How many lines in the material below contain the string "insert"? Answer with the number alone.

---------- Records for processing

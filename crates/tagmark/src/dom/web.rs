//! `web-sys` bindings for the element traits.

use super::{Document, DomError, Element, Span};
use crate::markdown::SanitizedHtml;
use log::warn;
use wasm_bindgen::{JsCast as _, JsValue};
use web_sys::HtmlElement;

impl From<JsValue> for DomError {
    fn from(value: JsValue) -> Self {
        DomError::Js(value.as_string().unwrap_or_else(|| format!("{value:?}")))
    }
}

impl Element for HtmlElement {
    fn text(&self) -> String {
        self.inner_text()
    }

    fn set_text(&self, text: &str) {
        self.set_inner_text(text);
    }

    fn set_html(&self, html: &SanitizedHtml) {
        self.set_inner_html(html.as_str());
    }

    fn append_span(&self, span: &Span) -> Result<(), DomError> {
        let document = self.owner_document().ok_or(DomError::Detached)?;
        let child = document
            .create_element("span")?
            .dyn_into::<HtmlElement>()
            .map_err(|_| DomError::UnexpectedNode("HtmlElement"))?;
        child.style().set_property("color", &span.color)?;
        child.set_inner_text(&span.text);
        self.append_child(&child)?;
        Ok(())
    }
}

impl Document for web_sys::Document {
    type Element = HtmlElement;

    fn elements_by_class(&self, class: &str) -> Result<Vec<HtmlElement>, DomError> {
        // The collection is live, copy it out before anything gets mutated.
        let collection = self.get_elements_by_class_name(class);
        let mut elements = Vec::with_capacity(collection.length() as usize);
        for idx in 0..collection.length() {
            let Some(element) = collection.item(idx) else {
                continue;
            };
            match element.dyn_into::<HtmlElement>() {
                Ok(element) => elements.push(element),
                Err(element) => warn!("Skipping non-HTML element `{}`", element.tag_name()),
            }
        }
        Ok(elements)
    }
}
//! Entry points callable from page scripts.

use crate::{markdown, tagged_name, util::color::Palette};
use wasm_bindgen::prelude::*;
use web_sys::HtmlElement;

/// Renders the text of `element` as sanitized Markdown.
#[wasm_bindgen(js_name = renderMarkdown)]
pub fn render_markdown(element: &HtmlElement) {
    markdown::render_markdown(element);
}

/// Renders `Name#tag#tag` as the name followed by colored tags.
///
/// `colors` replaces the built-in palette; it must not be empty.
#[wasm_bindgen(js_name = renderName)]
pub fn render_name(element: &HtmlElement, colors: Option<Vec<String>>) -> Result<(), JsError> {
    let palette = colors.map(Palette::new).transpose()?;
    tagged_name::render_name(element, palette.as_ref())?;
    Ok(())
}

--------------------
---------- Records for processing

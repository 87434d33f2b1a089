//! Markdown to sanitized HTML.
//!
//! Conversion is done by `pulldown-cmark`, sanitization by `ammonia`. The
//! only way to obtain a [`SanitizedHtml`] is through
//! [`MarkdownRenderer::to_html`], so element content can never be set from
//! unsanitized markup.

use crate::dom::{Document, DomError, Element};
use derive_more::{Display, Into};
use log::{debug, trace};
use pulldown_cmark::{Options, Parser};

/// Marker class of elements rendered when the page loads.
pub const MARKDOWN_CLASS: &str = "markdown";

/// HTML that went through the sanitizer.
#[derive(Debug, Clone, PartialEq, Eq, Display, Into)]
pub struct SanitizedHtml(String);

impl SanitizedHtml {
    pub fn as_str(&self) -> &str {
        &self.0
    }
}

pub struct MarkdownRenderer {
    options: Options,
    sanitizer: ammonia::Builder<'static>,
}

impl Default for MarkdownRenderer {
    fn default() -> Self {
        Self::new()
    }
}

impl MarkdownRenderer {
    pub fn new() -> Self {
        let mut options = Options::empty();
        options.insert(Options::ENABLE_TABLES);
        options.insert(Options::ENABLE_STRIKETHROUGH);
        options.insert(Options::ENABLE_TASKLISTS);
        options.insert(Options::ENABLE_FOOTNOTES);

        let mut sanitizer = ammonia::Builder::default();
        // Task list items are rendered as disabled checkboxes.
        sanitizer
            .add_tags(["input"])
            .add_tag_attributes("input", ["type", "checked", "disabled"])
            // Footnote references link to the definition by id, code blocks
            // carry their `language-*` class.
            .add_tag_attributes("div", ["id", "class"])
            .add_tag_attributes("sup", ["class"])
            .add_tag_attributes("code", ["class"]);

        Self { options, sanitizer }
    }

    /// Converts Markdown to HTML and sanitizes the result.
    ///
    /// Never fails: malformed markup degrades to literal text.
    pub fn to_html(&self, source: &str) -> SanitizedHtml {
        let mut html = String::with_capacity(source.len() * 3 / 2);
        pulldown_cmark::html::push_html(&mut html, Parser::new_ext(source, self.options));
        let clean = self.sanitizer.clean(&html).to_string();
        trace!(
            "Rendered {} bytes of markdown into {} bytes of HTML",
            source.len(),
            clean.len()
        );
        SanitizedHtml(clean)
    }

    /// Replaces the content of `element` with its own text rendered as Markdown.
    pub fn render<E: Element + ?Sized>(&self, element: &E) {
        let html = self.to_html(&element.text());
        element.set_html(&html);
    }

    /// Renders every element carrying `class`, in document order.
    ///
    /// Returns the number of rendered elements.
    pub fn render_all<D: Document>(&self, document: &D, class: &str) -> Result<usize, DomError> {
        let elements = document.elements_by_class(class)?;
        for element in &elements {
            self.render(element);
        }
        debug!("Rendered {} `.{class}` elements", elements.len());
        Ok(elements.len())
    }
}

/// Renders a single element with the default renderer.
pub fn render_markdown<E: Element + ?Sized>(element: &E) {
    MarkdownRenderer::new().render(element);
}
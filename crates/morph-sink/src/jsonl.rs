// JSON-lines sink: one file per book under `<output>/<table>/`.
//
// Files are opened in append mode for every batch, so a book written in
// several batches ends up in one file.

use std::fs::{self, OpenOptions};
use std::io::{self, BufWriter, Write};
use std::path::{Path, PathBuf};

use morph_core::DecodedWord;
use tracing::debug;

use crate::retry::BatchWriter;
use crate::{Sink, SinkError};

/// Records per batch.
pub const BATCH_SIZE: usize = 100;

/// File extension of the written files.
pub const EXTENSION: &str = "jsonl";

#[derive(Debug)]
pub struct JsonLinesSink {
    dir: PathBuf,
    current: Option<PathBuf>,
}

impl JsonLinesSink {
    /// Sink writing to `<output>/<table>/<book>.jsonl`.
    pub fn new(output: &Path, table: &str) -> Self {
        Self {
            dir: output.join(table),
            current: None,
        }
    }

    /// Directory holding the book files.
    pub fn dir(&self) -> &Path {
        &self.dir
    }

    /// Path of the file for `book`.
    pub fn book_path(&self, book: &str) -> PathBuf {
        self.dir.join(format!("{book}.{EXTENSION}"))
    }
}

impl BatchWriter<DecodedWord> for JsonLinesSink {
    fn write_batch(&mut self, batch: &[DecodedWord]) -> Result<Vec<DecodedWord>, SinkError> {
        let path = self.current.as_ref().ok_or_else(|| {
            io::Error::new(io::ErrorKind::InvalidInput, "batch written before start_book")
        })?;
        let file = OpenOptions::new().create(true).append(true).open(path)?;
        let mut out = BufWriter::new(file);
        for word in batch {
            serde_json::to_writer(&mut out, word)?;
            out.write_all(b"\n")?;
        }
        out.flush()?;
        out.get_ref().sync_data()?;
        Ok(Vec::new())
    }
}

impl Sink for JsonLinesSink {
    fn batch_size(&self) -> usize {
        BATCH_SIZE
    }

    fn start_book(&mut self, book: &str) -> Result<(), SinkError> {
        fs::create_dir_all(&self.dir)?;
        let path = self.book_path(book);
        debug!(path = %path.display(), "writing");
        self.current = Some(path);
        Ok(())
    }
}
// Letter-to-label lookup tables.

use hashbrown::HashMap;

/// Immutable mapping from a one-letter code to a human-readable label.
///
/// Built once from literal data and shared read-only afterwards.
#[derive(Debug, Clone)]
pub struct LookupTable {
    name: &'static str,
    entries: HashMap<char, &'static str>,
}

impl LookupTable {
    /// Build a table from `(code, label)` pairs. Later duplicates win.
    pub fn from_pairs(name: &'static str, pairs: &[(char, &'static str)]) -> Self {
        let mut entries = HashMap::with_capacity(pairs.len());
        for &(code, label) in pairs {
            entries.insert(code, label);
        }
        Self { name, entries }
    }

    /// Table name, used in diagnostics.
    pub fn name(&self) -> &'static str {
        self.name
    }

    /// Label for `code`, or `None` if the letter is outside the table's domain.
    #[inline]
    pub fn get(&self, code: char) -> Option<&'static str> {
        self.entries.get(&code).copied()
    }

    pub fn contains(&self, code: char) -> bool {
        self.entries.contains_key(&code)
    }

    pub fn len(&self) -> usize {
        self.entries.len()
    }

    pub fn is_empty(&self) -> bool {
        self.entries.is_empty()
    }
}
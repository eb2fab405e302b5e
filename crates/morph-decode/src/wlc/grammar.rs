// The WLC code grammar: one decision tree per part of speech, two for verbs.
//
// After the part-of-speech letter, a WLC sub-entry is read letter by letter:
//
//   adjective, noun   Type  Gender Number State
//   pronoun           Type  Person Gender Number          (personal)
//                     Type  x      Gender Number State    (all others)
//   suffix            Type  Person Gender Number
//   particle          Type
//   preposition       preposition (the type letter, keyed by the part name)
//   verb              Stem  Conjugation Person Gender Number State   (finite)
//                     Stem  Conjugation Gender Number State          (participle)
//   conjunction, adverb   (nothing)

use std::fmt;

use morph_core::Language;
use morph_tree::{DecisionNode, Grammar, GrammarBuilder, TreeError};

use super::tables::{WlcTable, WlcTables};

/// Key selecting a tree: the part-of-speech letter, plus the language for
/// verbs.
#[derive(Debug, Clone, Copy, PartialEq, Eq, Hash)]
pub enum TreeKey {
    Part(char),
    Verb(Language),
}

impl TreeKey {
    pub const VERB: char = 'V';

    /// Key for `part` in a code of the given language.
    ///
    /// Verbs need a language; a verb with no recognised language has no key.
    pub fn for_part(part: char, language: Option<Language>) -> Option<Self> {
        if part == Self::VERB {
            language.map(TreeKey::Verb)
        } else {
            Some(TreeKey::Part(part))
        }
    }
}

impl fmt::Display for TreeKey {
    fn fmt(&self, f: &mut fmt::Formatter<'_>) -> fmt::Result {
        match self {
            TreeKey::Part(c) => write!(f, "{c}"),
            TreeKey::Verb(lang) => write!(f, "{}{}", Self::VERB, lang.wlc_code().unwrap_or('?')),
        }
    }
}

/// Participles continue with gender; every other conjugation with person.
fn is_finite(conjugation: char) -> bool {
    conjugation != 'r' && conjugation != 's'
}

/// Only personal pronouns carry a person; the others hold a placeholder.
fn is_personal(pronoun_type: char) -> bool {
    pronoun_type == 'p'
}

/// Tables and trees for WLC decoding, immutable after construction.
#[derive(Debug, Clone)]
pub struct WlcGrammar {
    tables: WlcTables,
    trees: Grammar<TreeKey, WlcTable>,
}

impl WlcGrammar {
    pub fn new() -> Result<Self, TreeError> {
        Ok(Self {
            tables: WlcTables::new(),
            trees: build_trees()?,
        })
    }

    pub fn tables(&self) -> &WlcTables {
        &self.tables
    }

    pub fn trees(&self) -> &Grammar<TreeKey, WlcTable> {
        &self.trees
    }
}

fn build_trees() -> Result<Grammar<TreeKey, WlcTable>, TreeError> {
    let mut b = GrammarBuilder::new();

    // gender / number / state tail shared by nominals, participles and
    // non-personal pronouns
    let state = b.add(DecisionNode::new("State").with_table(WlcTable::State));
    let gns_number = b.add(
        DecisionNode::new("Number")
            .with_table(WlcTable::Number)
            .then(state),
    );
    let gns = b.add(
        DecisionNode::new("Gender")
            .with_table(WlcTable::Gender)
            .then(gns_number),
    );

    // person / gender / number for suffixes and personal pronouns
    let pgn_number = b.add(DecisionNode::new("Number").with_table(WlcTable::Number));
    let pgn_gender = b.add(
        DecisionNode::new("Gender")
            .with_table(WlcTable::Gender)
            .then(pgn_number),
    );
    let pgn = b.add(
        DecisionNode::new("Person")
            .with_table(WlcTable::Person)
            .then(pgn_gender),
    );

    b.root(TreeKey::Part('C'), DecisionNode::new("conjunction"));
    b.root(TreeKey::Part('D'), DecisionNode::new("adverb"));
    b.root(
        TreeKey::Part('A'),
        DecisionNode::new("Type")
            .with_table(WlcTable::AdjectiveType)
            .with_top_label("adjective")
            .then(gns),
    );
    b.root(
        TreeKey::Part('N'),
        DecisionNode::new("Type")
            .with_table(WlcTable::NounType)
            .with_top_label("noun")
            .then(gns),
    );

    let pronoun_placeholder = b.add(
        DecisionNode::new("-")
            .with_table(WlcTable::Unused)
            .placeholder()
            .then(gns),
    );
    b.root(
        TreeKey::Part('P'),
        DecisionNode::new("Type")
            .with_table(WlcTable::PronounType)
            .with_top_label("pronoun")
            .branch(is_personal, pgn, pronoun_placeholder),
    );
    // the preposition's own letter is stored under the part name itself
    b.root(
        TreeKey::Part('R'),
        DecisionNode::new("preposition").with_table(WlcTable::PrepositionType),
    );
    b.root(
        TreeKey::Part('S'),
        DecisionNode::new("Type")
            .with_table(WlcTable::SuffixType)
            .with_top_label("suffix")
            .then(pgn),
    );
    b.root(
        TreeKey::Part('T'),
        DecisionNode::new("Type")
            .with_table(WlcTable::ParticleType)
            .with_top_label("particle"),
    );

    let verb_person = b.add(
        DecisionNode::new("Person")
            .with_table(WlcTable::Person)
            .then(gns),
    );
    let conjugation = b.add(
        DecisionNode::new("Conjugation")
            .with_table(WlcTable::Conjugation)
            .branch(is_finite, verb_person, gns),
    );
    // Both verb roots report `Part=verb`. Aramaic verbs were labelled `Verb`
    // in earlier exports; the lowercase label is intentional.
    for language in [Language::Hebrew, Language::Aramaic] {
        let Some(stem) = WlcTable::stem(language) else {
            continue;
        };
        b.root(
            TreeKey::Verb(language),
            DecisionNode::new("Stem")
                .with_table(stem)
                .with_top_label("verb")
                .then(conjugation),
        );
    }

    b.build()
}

--------------------
---------- Records for processing

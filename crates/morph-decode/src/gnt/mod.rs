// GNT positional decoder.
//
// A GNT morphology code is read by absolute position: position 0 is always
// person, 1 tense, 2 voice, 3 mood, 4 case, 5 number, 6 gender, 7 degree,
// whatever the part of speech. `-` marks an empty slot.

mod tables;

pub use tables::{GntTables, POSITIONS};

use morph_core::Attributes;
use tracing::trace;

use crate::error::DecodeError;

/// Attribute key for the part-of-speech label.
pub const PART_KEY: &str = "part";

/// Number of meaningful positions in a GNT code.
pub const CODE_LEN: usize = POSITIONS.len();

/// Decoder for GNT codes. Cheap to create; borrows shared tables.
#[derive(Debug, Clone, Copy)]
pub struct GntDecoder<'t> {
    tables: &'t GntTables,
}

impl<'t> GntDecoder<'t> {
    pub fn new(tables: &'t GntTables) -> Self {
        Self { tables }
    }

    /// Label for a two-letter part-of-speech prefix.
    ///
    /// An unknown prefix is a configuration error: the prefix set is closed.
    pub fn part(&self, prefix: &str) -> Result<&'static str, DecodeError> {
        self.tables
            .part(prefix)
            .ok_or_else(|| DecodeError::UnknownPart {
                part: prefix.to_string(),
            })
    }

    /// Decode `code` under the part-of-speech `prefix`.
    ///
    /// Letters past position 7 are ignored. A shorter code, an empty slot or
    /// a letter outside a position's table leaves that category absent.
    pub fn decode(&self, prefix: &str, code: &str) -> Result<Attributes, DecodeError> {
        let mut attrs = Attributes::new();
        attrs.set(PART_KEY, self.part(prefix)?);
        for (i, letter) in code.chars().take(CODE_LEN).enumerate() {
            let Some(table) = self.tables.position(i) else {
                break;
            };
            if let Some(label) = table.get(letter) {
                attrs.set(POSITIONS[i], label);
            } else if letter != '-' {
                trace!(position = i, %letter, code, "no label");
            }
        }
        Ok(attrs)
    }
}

--------------------

## Exercise result
5